Run an Analyze job due to an inactive or degraded multilink configuration	Ensure that: The DD and CyberSense interfaces are enabled. The cabling and switches between the interfaces are working correctly. A DD Boost user is configured on the CyberSense host There are no hardware issues. You can remove a link, but might encounter performance issues.
Run a policy, sandbox, or recovery due to mount errors from the DD system	Ensure that the NFSv4 and NFSv3 settings on the DD system are configured to run NFS operations: From the DD UI, got to Protocols > NFS and then click Options. To run an NFSv3 server only, ensure that the values for the Default Export Version and Default Servers Version fields are set to `NFSv3`. To run an NFSv4 server only, ensure that the values for the Default Export Version and Default Servers Version fields are set to `NFSv4` and the NFSv4 ID Map Out Numeric field is set to `always`. To run both an NFSv3 and NFSv4 server, ensure that the values for the Default Export Version and Default Servers Version fields are set to `NFSv3 and NFSv4` and the NFSv4 ID Map Out Numeric field is set to `always`.

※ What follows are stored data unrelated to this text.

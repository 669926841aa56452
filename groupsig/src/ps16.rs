//! PS16 group signatures, from the paper [Short Randomizable Signatures](https://eprint.iacr.org/2015/525).
//!
//! A signature is a randomized credential together with a signature of knowledge of the member
//! secret it certifies. The manager issues credentials and opens signatures: the group membership
//! list stores `ttau = Y * sk` of every member, and `e(sigma1, ttau)` equals the statement target
//! of a signature exactly for its signer. Revealing a member puts its `ttau` in the revocation list
//! so that anyone holding the list can trace that member's signatures.

use crate::{
    common::{self, Curve, Fr, G1Affine, G2Affine, SetupParams},
    credential::{self, Credential, CredentialKey, IssuerPublicKey, IssuerSecretKey, MemberRecord},
    crl::Crl,
    error::GroupSigError,
    gml::Gml,
    join::JoinStep,
    message::Message,
    objects::{GroupKey, JoinMessage, ManagerKey, MemberKey, Proof, SchemeParams, Signature, Trapdoor},
    scheme::{GroupSignatureScheme, ManagerRole, Opening, SchemeCode, SchemeDescription},
};
use ark_ec::pairing::Pairing;
use ark_serialize::{CanonicalDeserialize, CanonicalSerialize};
use ark_std::{rand::RngCore, vec::Vec, UniformRand};
use blake2::Blake2b512;
use groupsig_spk::target_group::{
    PokG2InPairing, PokG2InPairingProtocol, PokTargetGroupDiscreteLog,
    PokTargetGroupDiscreteLogProtocol,
};
use groupsig_utils::serde_utils::ArkObjectBytes;
use serde::{Deserialize, Serialize};
use serde_with::serde_as;

const SIGN_DOMAIN: &[u8] = b"PS16-SIGN";
const OPEN_DOMAIN: &[u8] = b"PS16-OPEN";
const CLAIM_DOMAIN: &[u8] = b"PS16-CLAIM";
const EQUALITY_DOMAIN: &[u8] = b"PS16-PROVE-EQUALITY";

static DESCRIPTION: SchemeDescription = SchemeDescription {
    code: SchemeCode::PS16,
    name: "PS16",
    has_gml: true,
    has_crl: true,
    has_open_proof: true,
    join_start: 0,
    join_seq: 3,
};

pub struct Ps16;

#[derive(
    Clone, PartialEq, Eq, Debug, CanonicalSerialize, CanonicalDeserialize, Serialize, Deserialize,
)]
pub struct Ps16Signature {
    pub credential: Credential<Curve>,
    pub spk: PokTargetGroupDiscreteLog<Curve>,
}

/// Proof that a signature opens to the member with the given `tau`
#[serde_as]
#[derive(
    Clone, PartialEq, Eq, Debug, CanonicalSerialize, CanonicalDeserialize, Serialize, Deserialize,
)]
pub struct OpenProof {
    #[serde_as(as = "ArkObjectBytes")]
    pub tau: G1Affine,
    pub spk: PokG2InPairing<Curve>,
}

impl Ps16Signature {
    fn transcript(&self, domain: &[u8]) -> Result<Vec<u8>, GroupSigError> {
        let mut transcript = common::transcript(domain, SchemeCode::PS16);
        self.credential.serialize_compressed(&mut transcript)?;
        Ok(transcript)
    }
}

/// Anchors and targets of the opening statement: `e(sigma1, ttau)` is the signature's target and
/// `e(g, ttau) = e(tau, Y)` ties `ttau` to the member's `tau`.
fn open_statement(
    sig: &Ps16Signature,
    ipk: &IssuerPublicKey<Curve>,
    tau: &G1Affine,
) -> ([G1Affine; 2], [common::Gt; 2]) {
    let (_, target) = sig.credential.statement(ipk);
    (
        [sig.credential.sigma1, ipk.g],
        [target, Curve::pairing(*tau, ipk.Y)],
    )
}

/// Signature of knowledge of the single secret behind the statements of all `sigs`, or `None`
/// when `sk` is not that secret
fn prove_secret(
    rng: &mut dyn RngCore,
    domain: &[u8],
    sk: &Fr,
    sigs: &[Ps16Signature],
    ipk: &IssuerPublicKey<Curve>,
) -> Result<Option<PokTargetGroupDiscreteLog<Curve>>, GroupSigError> {
    let (bases, targets): (Vec<_>, Vec<_>) = sigs.iter().map(|s| s.credential.statement(ipk)).unzip();
    if bases.iter().zip(&targets).any(|(b, t)| *b * sk != *t) {
        return Ok(None);
    }
    let protocol = PokTargetGroupDiscreteLogProtocol::init(*sk, Fr::rand(rng), &bases)?;
    let mut transcript = common::transcript(domain, SchemeCode::PS16);
    for sig in sigs {
        sig.credential.serialize_compressed(&mut transcript)?;
    }
    protocol.challenge_contribution(&bases, &targets, &mut transcript)?;
    Ok(Some(protocol.gen_proof(&common::challenge(&transcript))))
}

fn verify_secret(
    domain: &[u8],
    spk: &PokTargetGroupDiscreteLog<Curve>,
    sigs: &[Ps16Signature],
    ipk: &IssuerPublicKey<Curve>,
) -> Result<bool, GroupSigError> {
    if sigs.is_empty() || sigs.iter().any(|s| !s.credential.is_well_formed()) {
        return Ok(false);
    }
    let (bases, targets): (Vec<_>, Vec<_>) = sigs.iter().map(|s| s.credential.statement(ipk)).unzip();
    let mut transcript = common::transcript(domain, SchemeCode::PS16);
    for sig in sigs {
        sig.credential.serialize_compressed(&mut transcript)?;
    }
    if spk.t.len() != bases.len() {
        return Ok(false);
    }
    spk.challenge_contribution(&bases, &targets, &mut transcript)?;
    Ok(spk.verify(&targets, &bases, &common::challenge(&transcript))?)
}

fn prove_with_key(
    rng: &mut dyn RngCore,
    domain: &[u8],
    memkey: &MemberKey,
    grpkey: &GroupKey,
    sigs: &[Signature],
) -> Result<Option<Proof>, GroupSigError> {
    let key = memkey.to_typed::<CredentialKey<Curve>>()?;
    let ipk = grpkey.to_typed::<IssuerPublicKey<Curve>>()?;
    let sigs = decode_signatures(sigs)?;
    prove_secret(rng, domain, &key.sk, &sigs, &ipk)?
        .map(|spk| Proof::from_typed(SchemeCode::PS16, &spk))
        .transpose()
}

fn decode_signatures(sigs: &[Signature]) -> Result<Vec<Ps16Signature>, GroupSigError> {
    sigs.iter().map(|s| s.to_typed()).collect()
}

impl GroupSignatureScheme for Ps16 {
    fn description(&self) -> &'static SchemeDescription {
        &DESCRIPTION
    }

    fn init(&self) -> Result<SchemeParams, GroupSigError> {
        SchemeParams::from_typed(
            SchemeCode::PS16,
            &SetupParams::<Curve>::new::<Blake2b512>(b"PS16 : setup params"),
        )
    }

    fn setup(
        &self,
        rng: &mut dyn RngCore,
        params: &SchemeParams,
        grpkey: Option<&GroupKey>,
    ) -> Result<(GroupKey, ManagerKey), GroupSigError> {
        if grpkey.is_some() {
            return Err(GroupSigError::SetupAlreadyComplete);
        }
        let params = params.to_typed::<SetupParams<Curve>>()?;
        let (isk, ipk) = credential::issuer_setup(rng, &params);
        Ok((
            GroupKey::from_typed(SchemeCode::PS16, &ipk)?,
            ManagerKey::from_typed(SchemeCode::PS16, ManagerRole::Manager, &isk)?,
        ))
    }

    fn join_mgr(
        &self,
        rng: &mut dyn RngCore,
        seq: u8,
        msg_in: Option<&JoinMessage>,
        mgrkey: &ManagerKey,
        grpkey: &GroupKey,
        gml: &mut Gml,
    ) -> Result<JoinMessage, GroupSigError> {
        let isk = mgrkey.to_typed::<IssuerSecretKey<Fr>>()?;
        let ipk = grpkey.to_typed::<IssuerPublicKey<Curve>>()?;
        credential::manager_join_step(rng, SchemeCode::PS16, seq, msg_in, &isk, &ipk, gml)
    }

    fn join_mem(
        &self,
        rng: &mut dyn RngCore,
        seq: u8,
        msg_in: Option<&JoinMessage>,
        memkey: Option<&MemberKey>,
        grpkey: &GroupKey,
    ) -> Result<JoinStep, GroupSigError> {
        let ipk = grpkey.to_typed::<IssuerPublicKey<Curve>>()?;
        credential::member_join_step(rng, SchemeCode::PS16, seq, msg_in, memkey, &ipk)
    }

    fn sign(
        &self,
        rng: &mut dyn RngCore,
        msg: &Message,
        memkey: &MemberKey,
        grpkey: &GroupKey,
        _seed: u32,
    ) -> Result<Signature, GroupSigError> {
        let key = memkey.to_typed::<CredentialKey<Curve>>()?;
        let ipk = grpkey.to_typed::<IssuerPublicKey<Curve>>()?;
        let credential = key.credential()?.randomize(rng);
        let (base, target) = credential.statement(&ipk);

        let protocol = PokTargetGroupDiscreteLogProtocol::init(key.sk, Fr::rand(rng), &[base])?;
        let mut transcript = common::transcript(SIGN_DOMAIN, SchemeCode::PS16);
        credential.serialize_compressed(&mut transcript)?;
        protocol.challenge_contribution(&[base], &[target], &mut transcript)?;
        common::append_message(&mut transcript, msg);
        let spk = protocol.gen_proof(&common::challenge(&transcript));
        Signature::from_typed(SchemeCode::PS16, &Ps16Signature { credential, spk })
    }

    fn verify(
        &self,
        sig: &Signature,
        msg: &Message,
        grpkey: &GroupKey,
    ) -> Result<bool, GroupSigError> {
        let sig = match sig.to_typed::<Ps16Signature>() {
            Ok(sig) => sig,
            Err(_) => return Ok(false),
        };
        let ipk = grpkey.to_typed::<IssuerPublicKey<Curve>>()?;
        if !sig.credential.is_well_formed() || sig.spk.t.len() != 1 {
            return Ok(false);
        }
        let (base, target) = sig.credential.statement(&ipk);
        let mut transcript = sig.transcript(SIGN_DOMAIN)?;
        sig.spk
            .challenge_contribution(&[base], &[target], &mut transcript)?;
        common::append_message(&mut transcript, msg);
        Ok(sig
            .spk
            .verify(&[target], &[base], &common::challenge(&transcript))?)
    }

    fn open(
        &self,
        rng: &mut dyn RngCore,
        sig: &Signature,
        grpkey: &GroupKey,
        _mgrkey: &ManagerKey,
        gml: &Gml,
    ) -> Result<Opening, GroupSigError> {
        let sig = sig.to_typed::<Ps16Signature>()?;
        let ipk = grpkey.to_typed::<IssuerPublicKey<Curve>>()?;
        if !sig.credential.is_well_formed() {
            return Err(GroupSigError::OpenFailure);
        }
        let (_, target) = sig.credential.statement(&ipk);
        for entry in gml.iter() {
            let record = entry.to_typed::<MemberRecord<Curve>>()?;
            if Curve::pairing(sig.credential.sigma1, record.ttau) != target {
                continue;
            }
            let (anchors, targets) = open_statement(&sig, &ipk, &record.tau);
            let protocol = PokG2InPairingProtocol::<Curve>::init(
                record.ttau,
                G2Affine::rand(rng),
                &anchors,
            )?;
            let mut transcript = sig.transcript(OPEN_DOMAIN)?;
            record.tau.serialize_compressed(&mut transcript)?;
            protocol.challenge_contribution(&anchors, &targets, &mut transcript)?;
            let proof = OpenProof {
                tau: record.tau,
                spk: protocol.gen_proof(&common::challenge(&transcript)),
            };
            log::trace!("PS16 signature opened to member {}", entry.index);
            return Ok(Opening {
                index: entry.index,
                proof: Some(Proof::from_typed(SchemeCode::PS16, &proof)?),
            });
        }
        Err(GroupSigError::OpenFailure)
    }

    fn open_verify(
        &self,
        proof: &Proof,
        sig: &Signature,
        grpkey: &GroupKey,
    ) -> Result<bool, GroupSigError> {
        let proof = proof.to_typed::<OpenProof>()?;
        let sig = sig.to_typed::<Ps16Signature>()?;
        let ipk = grpkey.to_typed::<IssuerPublicKey<Curve>>()?;
        if !sig.credential.is_well_formed() || proof.spk.t.len() != 2 {
            return Ok(false);
        }
        let (anchors, targets) = open_statement(&sig, &ipk, &proof.tau);
        let mut transcript = sig.transcript(OPEN_DOMAIN)?;
        proof.tau.serialize_compressed(&mut transcript)?;
        proof
            .spk
            .challenge_contribution(&anchors, &targets, &mut transcript)?;
        Ok(proof
            .spk
            .verify(&targets, &anchors, &common::challenge(&transcript))?)
    }

    fn reveal(&self, crl: &mut Crl, gml: &Gml, index: u64) -> Result<Trapdoor, GroupSigError> {
        if let Some(trapdoor) = crl.get(index) {
            return Ok(trapdoor.clone());
        }
        let record = gml
            .get(index)
            .ok_or(GroupSigError::UnknownMember(index))?
            .to_typed::<MemberRecord<Curve>>()?;
        let trapdoor = Trapdoor::from_typed(SchemeCode::PS16, &record.ttau)?;
        crl.insert(index, trapdoor.clone());
        Ok(trapdoor)
    }

    fn trace(
        &self,
        sig: &Signature,
        grpkey: &GroupKey,
        crl: &Crl,
        _mgrkey: &ManagerKey,
        _gml: &Gml,
    ) -> Result<bool, GroupSigError> {
        let sig = sig.to_typed::<Ps16Signature>()?;
        let ipk = grpkey.to_typed::<IssuerPublicKey<Curve>>()?;
        if !sig.credential.is_well_formed() {
            return Ok(false);
        }
        let (_, target) = sig.credential.statement(&ipk);
        for entry in crl.iter() {
            let ttau = entry.trapdoor.to_typed::<G2Affine>()?;
            if Curve::pairing(sig.credential.sigma1, ttau) == target {
                return Ok(true);
            }
        }
        Ok(false)
    }

    fn claim(
        &self,
        rng: &mut dyn RngCore,
        memkey: &MemberKey,
        grpkey: &GroupKey,
        sig: &Signature,
    ) -> Result<Option<Proof>, GroupSigError> {
        prove_with_key(rng, CLAIM_DOMAIN, memkey, grpkey, ark_std::slice::from_ref(sig))
    }

    fn claim_verify(
        &self,
        proof: &Proof,
        sig: &Signature,
        grpkey: &GroupKey,
    ) -> Result<bool, GroupSigError> {
        let spk = proof.to_typed::<PokTargetGroupDiscreteLog<Curve>>()?;
        let sigs = decode_signatures(ark_std::slice::from_ref(sig))?;
        let ipk = grpkey.to_typed::<IssuerPublicKey<Curve>>()?;
        verify_secret(CLAIM_DOMAIN, &spk, &sigs, &ipk)
    }

    fn prove_equality(
        &self,
        rng: &mut dyn RngCore,
        memkey: &MemberKey,
        grpkey: &GroupKey,
        sigs: &[Signature],
    ) -> Result<Option<Proof>, GroupSigError> {
        if sigs.is_empty() {
            return Ok(None);
        }
        prove_with_key(rng, EQUALITY_DOMAIN, memkey, grpkey, sigs)
    }

    fn prove_equality_verify(
        &self,
        proof: &Proof,
        grpkey: &GroupKey,
        sigs: &[Signature],
    ) -> Result<bool, GroupSigError> {
        let spk = proof.to_typed::<PokTargetGroupDiscreteLog<Curve>>()?;
        let sigs = decode_signatures(sigs)?;
        let ipk = grpkey.to_typed::<IssuerPublicKey<Curve>>()?;
        verify_secret(EQUALITY_DOMAIN, &spk, &sigs, &ipk)
    }
}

Perform a PowerProtect Data Manager successfully	If NFS v4 is enabled on the DD system in the Cyber Recovery vault, either disable it and use NFS v3 or use DD Boost for the server DR Mtree.
See a successful DR backup job status after you recover a DR backup	If you recover a DR backup, after the recovery, the DR backup job is displayed as a critical failed job. Ignore this status; you do not need to take any action.